Files
gh-ninthspace-claude-code-m…/commands/story-rollback.md
2025-11-30 08:44:27 +08:00

879 lines
25 KiB
Markdown

# /sdd:story-rollback
## Meta
- Version: 2.0
- Category: workflow
- Complexity: comprehensive
- Purpose: Critical rollback procedure for failed deployments or production issues
## Definition
**Purpose**: Execute comprehensive rollback procedure for a deployed story experiencing critical issues in production. Revert code changes, database migrations, configuration, and restore system stability.

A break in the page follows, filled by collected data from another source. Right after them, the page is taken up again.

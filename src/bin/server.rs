use std::{
    fs::OpenOptions,
    net::SocketAddr,
    sync::Arc,
};

use axum::{
    Router,
    extract::{MatchedPath, Request},
    middleware,
};
use axum_server::Handle;
use clap::Parser;
use rusqlite::Connection;
use tower_http::trace::TraceLayer;

#[cfg(debug_assertions)]
use tower_livereload::LiveReloadLayer;

use tracing_subscriber::{EnvFilter, Layer, filter, layer::SubscriberExt, util::SubscriberInitExt};

use restaurant_finance::{AppState, build_router, graceful_shutdown, logging_middleware};

/// The web server for the restaurant finance dashboard.
#[derive(Parser, Debug)]
#[command(version, about, long_about = None)]
struct Args {
    /// File path to the application SQLite database.
    #[arg(long)]
    db_path: String,

    /// The port to serve the app from.
    #[arg(short, long, default_value_t = 3000)]
    port: u16,

    /// The canonical timezone used for "today", e.g. "America/Sao_Paulo".
    #[arg(long, default_value = "America/Sao_Paulo")]
    timezone: String,

    /// File path to the debug log.
    #[arg(long, default_value = "debug.log")]
    log_path: String,
}

#[tokio::main]
async fn main() {
    let args = Args::parse();

    setup_logging(&args.log_path);

    let addr = SocketAddr::from(([127, 0, 0, 1], args.port));

    let connection = Connection::open(&args.db_path).expect("Could not open the database");
    let state = AppState::new(connection, &args.timezone).expect("Could not create app state");

    let handle = Handle::new();
    tokio::spawn(graceful_shutdown(handle.clone()));

    let router = build_router(state).layer(middleware::from_fn(logging_middleware));
    let router = add_tracing_layer(router);

    #[cfg(debug_assertions)]
    let router = router.layer(LiveReloadLayer::new());

    tracing::info!("HTTP server listening on {}", addr);
    axum_server::bind(addr)
        .handle(handle)
        .serve(router.into_make_service())
        .await
        .expect("Server stopped with an error");
}

fn setup_logging(log_path: &str) {
    let stdout_log = tracing_subscriber::fmt::layer()
        .pretty()
        .with_filter(EnvFilter::try_from_default_env().unwrap_or_else(|_| EnvFilter::new("info")));

    let log_file = OpenOptions::new()
        .create(true)
        .append(true)
        .open(log_path)
        .expect("Could not create log file");

    let debug_log = tracing_subscriber::fmt::layer()
        .pretty()
        .with_ansi(false)
        .with_writer(Arc::new(log_file))
        .with_filter(filter::LevelFilter::DEBUG);

    tracing_subscriber::registry()
        .with(stdout_log)
        .with(debug_log)
        .init();
}

fn add_tracing_layer(router: Router) -> Router {
    let tracing_layer = TraceLayer::new_for_http()
        .make_span_with(|req: &Request| {
            let method = req.method();
            let uri = req.uri();

            let matched_path = req
                .extensions()
                .get::<MatchedPath>()
                .map(|matched_path| matched_path.as_str());

            tracing::debug_span!("request", %method, %uri, matched_path)
        })
        // Errors are already logged by the handlers.
        .on_failure(());

    router.layer(tracing_layer)
}
//! The tab bar at the top of the dashboard.

use maud::{Markup, html};

use crate::{
    dashboard::{Tab, dashboard_query},
    endpoints,
    filter::RecordFilter,
};

/// A link in the tab bar.
///
/// It will change appearance if `is_current` is set to `true`. Only one link
/// should be set as current at any one time.
struct Link {
    url: String,
    title: &'static str,
    is_current: bool,
}

impl Link {
    fn into_html(self) -> Markup {
        let style = if self.is_current {
            "inline-block p-4 text-blue-600 border-b-2 border-blue-600 rounded-t-lg
            dark:text-blue-500 dark:border-blue-500"
        } else {
            "inline-block p-4 border-b-2 border-transparent rounded-t-lg
            hover:text-gray-600 hover:border-gray-300 dark:hover:text-gray-300"
        };

        html!(
            a
                href=(self.url)
                class=(style)
                aria-current=[self.is_current.then_some("page")]
            {
                (self.title)
            }
        )
    }
}

/// The id of the tab bar, used to replace it out of band.
pub const TAB_BAR_ID: &str = "tab-bar";

pub struct TabBar {
    links: Vec<Link>,
    out_of_band: bool,
}

impl TabBar {
    /// Get the tab bar with `current` marked as the active tab.
    ///
    /// The links keep `filter` so that switching tabs does not reset it.
    pub fn new(current: Tab, filter: &RecordFilter) -> Self {
        let links = Tab::ALL
            .into_iter()
            .map(|tab| Link {
                url: format!(
                    "{}?{}",
                    endpoints::DASHBOARD_VIEW,
                    dashboard_query(tab, filter)
                ),
                title: tab.label(),
                is_current: tab == current,
            })
            .collect();

        Self {
            links,
            out_of_band: false,
        }
    }

    /// Render the tab bar as an htmx out-of-band swap, so a fragment response
    /// can refresh the filter carried by the links.
    pub fn out_of_band(self) -> Self {
        Self {
            out_of_band: true,
            ..self
        }
    }

    pub fn into_html(self) -> Markup {
        html!(
            nav
                id=(TAB_BAR_ID)
                hx-swap-oob=[self.out_of_band.then_some("true")]
                class="bg-white border-gray-200 dark:bg-gray-900"
            {
                div class="max-w-screen-xl mx-auto px-4 pt-4"
                {
                    span
                        class="block mb-2 text-2xl font-semibold whitespace-nowrap dark:text-white"
                    {
                        "Sistema Financeiro"
                    }

                    ul
                        class="flex flex-wrap -mb-px text-sm font-medium text-center
                        text-gray-500 border-b border-gray-200 dark:text-gray-400
                        dark:border-gray-700"
                    {
                        @for link in self.links {
                            li class="me-2" { (link.into_html()) }
                        }
                    }
                }
            }
        )
    }
}

#[cfg(test)]
mod tab_bar_tests {
    use scraper::{Html, Selector};

    use crate::{dashboard::Tab, filter::RecordFilter};

    use super::TabBar;

    #[test]
    fn marks_current_tab_and_keeps_filter() {
        let filter = RecordFilter {
            from: "2024-01-01".to_owned(),
            ..Default::default()
        };

        let html = Html::parse_fragment(&TabBar::new(Tab::Bills, &filter).into_html().into_string());

        let links = html
            .select(&Selector::parse("a").unwrap())
            .collect::<Vec<_>>();
        assert_eq!(links.len(), Tab::ALL.len());

        let current = html
            .select(&Selector::parse("a[aria-current=page]").unwrap())
            .collect::<Vec<_>>();
        assert_eq!(current.len(), 1);
        assert_eq!(current[0].text().collect::<String>().trim(), "Contas a Pagar");
        assert_eq!(
            current[0].value().attr("href"),
            Some("/dashboard?tab=bills&from=2024-01-01")
        );
    }

    #[test]
    fn out_of_band_tab_bar_is_marked_for_swap() {
        let markup = TabBar::new(Tab::Overview, &RecordFilter::default())
            .out_of_band()
            .into_html()
            .into_string();
        let html = Html::parse_fragment(&markup);

        let nav = html
            .select(&Selector::parse("nav#tab-bar").unwrap())
            .next()
            .expect("No tab bar found");
        assert_eq!(nav.value().attr("hx-swap-oob"), Some("true"));
    }
}
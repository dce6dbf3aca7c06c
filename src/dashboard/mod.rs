//! The dashboard: a tab bar, a filter and the records of the selected tab.

mod handlers;
mod shell;

pub use handlers::{get_dashboard_content, get_dashboard_page};
pub use shell::{Tab, dashboard_query};
//! Dialogs and endpoints for creating and editing payment methods.

use std::sync::{Arc, Mutex};

use axum::{
    extract::{FromRef, Path, State},
    response::{IntoResponse, Response},
};
use axum_extra::extract::Form;
use maud::{Markup, html};
use rusqlite::Connection;

use crate::{
    AppState, Error, endpoints,
    payment_method::{
        PaymentMethodId, create_payment_method,
        domain::{PaymentMethodFormData, PaymentMethodInput},
        get_payment_method, update_payment_method,
    },
    record_form::{
        DialogText, FormMode, FormRoutes, InputField, checkbox_field, dialog_view, saved_response,
    },
    validation::{Validate, ValidationErrors, checkbox},
};

/// The state needed for the payment method dialogs and endpoints.
#[derive(Debug, Clone)]
pub struct PaymentMethodFormState {
    pub db_connection: Arc<Mutex<Connection>>,
}

impl FromRef<AppState> for PaymentMethodFormState {
    fn from_ref(state: &AppState) -> Self {
        Self {
            db_connection: state.db_connection.clone(),
        }
    }
}

const ROUTES: FormRoutes = FormRoutes {
    collection: endpoints::PAYMENT_METHODS_API,
    item: endpoints::PAYMENT_METHOD_API,
};

const TEXT: DialogText = DialogText {
    create_title: "Nova Forma de Pagamento",
    edit_title: "Editar Forma de Pagamento",
    create_submit: "Criar Forma de Pagamento",
    edit_submit: "Salvar Forma de Pagamento",
};

/// Render the empty payment method dialog.
pub async fn get_new_payment_method_dialog() -> Markup {
    payment_method_dialog(
        FormMode::Create,
        &PaymentMethodFormData::default(),
        &ValidationErrors::new(),
    )
}

/// Render the payment method dialog prefilled with a stored payment method.
pub async fn get_edit_payment_method_dialog(
    Path(payment_method_id): Path<PaymentMethodId>,
    State(state): State<PaymentMethodFormState>,
) -> Response {
    let connection = match state.db_connection.lock() {
        Ok(connection) => connection,
        Err(error) => {
            tracing::error!("could not acquire database lock: {error}");
            return Error::DatabaseLockError.into_alert_response();
        }
    };

    match get_payment_method(payment_method_id, &connection) {
        Ok(payment_method) => payment_method_dialog(
            FormMode::Edit(payment_method_id),
            &PaymentMethodFormData::from(&payment_method),
            &ValidationErrors::new(),
        )
        .into_response(),
        Err(error) => {
            tracing::error!("Failed to retrieve payment method {payment_method_id}: {error}");
            error.into_alert_response()
        }
    }
}

/// Handle the create payment method form submission.
pub async fn create_payment_method_endpoint(
    State(state): State<PaymentMethodFormState>,
    Form(form_data): Form<PaymentMethodFormData>,
) -> Response {
    let input = match form_data.validate() {
        // New payment methods start active.
        Ok(input) => PaymentMethodInput {
            active: true,
            ..input
        },
        Err(errors) => {
            tracing::debug!(
                "Rejected payment method form, invalid fields: {:?}",
                errors.fields().collect::<Vec<_>>()
            );
            return payment_method_dialog(FormMode::Create, &form_data, &errors).into_response();
        }
    };

    let connection = match state.db_connection.lock() {
        Ok(connection) => connection,
        Err(error) => {
            tracing::error!("could not acquire database lock: {error}");
            return Error::DatabaseLockError
                .into_alert_response_with_message("Erro ao criar forma de pagamento");
        }
    };

    match create_payment_method(&input, &connection) {
        Ok(payment_method) => {
            tracing::info!("Created payment method {}", payment_method.id);
            saved_response()
        }
        Err(error) => {
            tracing::error!("Could not create payment method: {error}");
            error.into_alert_response_with_message("Erro ao criar forma de pagamento")
        }
    }
}

/// Handle the edit payment method form submission.
pub async fn update_payment_method_endpoint(
    Path(payment_method_id): Path<PaymentMethodId>,
    State(state): State<PaymentMethodFormState>,
    Form(form_data): Form<PaymentMethodFormData>,
) -> Response {
    let input = match form_data.validate() {
        Ok(input) => input,
        Err(errors) => {
            tracing::debug!(
                "Rejected payment method form, invalid fields: {:?}",
                errors.fields().collect::<Vec<_>>()
            );
            return payment_method_dialog(FormMode::Edit(payment_method_id), &form_data, &errors)
                .into_response();
        }
    };

    let connection = match state.db_connection.lock() {
        Ok(connection) => connection,
        Err(error) => {
            tracing::error!("could not acquire database lock: {error}");
            return Error::DatabaseLockError
                .into_alert_response_with_message("Erro ao atualizar forma de pagamento");
        }
    };

    match update_payment_method(payment_method_id, &input, &connection) {
        Ok(()) => {
            tracing::info!("Updated payment method {payment_method_id}");
            saved_response()
        }
        Err(error) => {
            tracing::error!("Could not update payment method {payment_method_id}: {error}");
            error.into_alert_response_with_message("Erro ao atualizar forma de pagamento")
        }
    }
}

fn payment_method_dialog(
    mode: FormMode,
    form_data: &PaymentMethodFormData,
    errors: &ValidationErrors,
) -> Markup {
    let fields = html! {
        (InputField {
            name: "name",
            label: "Nome",
            input_type: "text",
            value: &form_data.name,
            required: true,
            error: errors.get("name"),
        }.into_html())

        (InputField {
            name: "description",
            label: "Descrição",
            input_type: "text",
            value: &form_data.description,
            required: false,
            error: errors.get("description"),
        }.into_html())

        @if let FormMode::Edit(_) = mode {
            (checkbox_field("active", "Ativa", checkbox(&form_data.active)))
        }
    };

    dialog_view(mode, &ROUTES, &TEXT, fields)
}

**Syntax**: `/sdd:story-rollback <story_id> [--severity=critical|high|medium] [--rollback-type=full|code|database|config]`
## Parameters
| Parameter | Type | Required | Default | Description | Validation |
|-----------|------|----------|---------|-------------|------------|
| story_id | string | Yes | - | Story identifier (e.g., "STORY-2025-001") | Must match pattern STORY-\d{4}-\d{3} |
| --severity | enum | No | high | Issue severity level | critical, high, medium, low |
| --rollback-type | enum | No | full | Type of rollback to perform | full, code, database, config, partial |
## INSTRUCTION: Execute Critical Rollback
### INPUTS
- story_id: Story identifier (usually in /docs/stories/completed/ or /docs/stories/qa/)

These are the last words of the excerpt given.